Collected data:
Content starts
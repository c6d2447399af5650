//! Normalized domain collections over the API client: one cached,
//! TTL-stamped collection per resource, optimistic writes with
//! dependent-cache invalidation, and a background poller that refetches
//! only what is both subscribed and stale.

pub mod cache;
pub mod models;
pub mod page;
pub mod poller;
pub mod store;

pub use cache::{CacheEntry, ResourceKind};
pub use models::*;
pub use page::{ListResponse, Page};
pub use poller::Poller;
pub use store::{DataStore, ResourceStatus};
Content ends
§ **Work instruction**
Copy all lines above containing the string "page".

§ **Solution for this exercise**
pub mod page;
pub use page::{ListResponse, Page};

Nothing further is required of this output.